> DIRECTIONS: Given the material below, return only the lines starting at the line with "filename src/tax.rs" and ending at the line with "pub fn parse(s: &str)", exactly as they appear.

> INPUT:
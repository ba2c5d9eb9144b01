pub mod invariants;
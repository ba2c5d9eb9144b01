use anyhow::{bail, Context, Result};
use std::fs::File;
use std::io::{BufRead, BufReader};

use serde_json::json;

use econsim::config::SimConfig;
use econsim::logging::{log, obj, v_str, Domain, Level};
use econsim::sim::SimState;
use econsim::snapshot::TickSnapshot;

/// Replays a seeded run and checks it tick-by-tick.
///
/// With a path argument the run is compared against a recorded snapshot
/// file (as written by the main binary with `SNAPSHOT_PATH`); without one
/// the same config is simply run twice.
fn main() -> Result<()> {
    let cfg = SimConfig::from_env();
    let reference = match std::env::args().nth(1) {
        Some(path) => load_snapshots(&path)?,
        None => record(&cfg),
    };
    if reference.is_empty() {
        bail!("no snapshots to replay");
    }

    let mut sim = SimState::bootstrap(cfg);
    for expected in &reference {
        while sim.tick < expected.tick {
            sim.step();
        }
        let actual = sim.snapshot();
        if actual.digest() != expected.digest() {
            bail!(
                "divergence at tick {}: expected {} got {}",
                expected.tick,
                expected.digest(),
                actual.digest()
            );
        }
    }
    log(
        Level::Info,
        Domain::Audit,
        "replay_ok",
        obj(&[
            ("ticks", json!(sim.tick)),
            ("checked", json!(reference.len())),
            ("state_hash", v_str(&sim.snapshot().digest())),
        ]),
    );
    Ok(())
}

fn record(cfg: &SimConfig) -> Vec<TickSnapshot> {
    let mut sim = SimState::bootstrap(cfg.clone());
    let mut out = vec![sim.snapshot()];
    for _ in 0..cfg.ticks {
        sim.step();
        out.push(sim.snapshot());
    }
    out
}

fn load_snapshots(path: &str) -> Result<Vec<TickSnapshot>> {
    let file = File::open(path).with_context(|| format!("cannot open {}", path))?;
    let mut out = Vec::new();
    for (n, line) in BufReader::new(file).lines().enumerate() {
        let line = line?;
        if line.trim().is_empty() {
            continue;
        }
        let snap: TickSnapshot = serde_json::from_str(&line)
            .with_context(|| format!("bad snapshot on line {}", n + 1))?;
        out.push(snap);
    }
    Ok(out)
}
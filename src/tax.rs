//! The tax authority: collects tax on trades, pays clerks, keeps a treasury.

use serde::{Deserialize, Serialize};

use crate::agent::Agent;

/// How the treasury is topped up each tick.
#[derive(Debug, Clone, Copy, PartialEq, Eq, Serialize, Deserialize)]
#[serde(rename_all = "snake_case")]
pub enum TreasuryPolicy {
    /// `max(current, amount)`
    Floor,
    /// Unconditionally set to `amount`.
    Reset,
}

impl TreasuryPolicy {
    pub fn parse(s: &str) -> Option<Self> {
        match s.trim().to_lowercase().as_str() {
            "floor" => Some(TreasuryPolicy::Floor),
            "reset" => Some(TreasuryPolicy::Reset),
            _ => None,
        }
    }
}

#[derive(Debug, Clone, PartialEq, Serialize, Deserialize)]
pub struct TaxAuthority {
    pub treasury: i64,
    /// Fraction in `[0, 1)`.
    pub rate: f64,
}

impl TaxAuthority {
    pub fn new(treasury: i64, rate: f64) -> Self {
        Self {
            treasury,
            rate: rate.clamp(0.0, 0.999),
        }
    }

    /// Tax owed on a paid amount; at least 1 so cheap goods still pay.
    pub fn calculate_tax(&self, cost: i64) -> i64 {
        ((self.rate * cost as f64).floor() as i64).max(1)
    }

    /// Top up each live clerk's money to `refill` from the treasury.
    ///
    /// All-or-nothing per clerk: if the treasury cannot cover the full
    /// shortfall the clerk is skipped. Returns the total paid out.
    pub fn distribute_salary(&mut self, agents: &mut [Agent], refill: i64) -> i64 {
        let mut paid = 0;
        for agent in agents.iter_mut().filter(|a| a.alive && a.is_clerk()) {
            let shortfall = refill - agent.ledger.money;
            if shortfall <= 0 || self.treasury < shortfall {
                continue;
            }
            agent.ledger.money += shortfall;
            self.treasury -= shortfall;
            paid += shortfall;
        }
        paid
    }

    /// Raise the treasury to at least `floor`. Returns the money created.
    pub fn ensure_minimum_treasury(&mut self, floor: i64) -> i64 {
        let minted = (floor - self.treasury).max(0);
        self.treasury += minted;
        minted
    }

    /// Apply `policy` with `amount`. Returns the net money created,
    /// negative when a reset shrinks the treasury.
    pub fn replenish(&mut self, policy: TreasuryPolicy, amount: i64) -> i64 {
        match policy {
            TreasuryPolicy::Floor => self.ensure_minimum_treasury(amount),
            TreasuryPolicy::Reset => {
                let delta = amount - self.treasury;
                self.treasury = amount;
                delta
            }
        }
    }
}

> YOUR RESPONSE:
filename src/tax.rs
//! The tax authority: collects tax on trades, pays clerks, keeps a treasury.

use serde::{Deserialize, Serialize};

use crate::agent::Agent;

/// How the treasury is topped up each tick.
#[derive(Debug, Clone, Copy, PartialEq, Eq, Serialize, Deserialize)]
#[serde(rename_all = "snake_case")]
pub enum TreasuryPolicy {
    /// `max(current, amount)`
    Floor,
    /// Unconditionally set to `amount`.
    Reset,
}

impl TreasuryPolicy {
    pub fn parse(s: &str) -> Option<Self> {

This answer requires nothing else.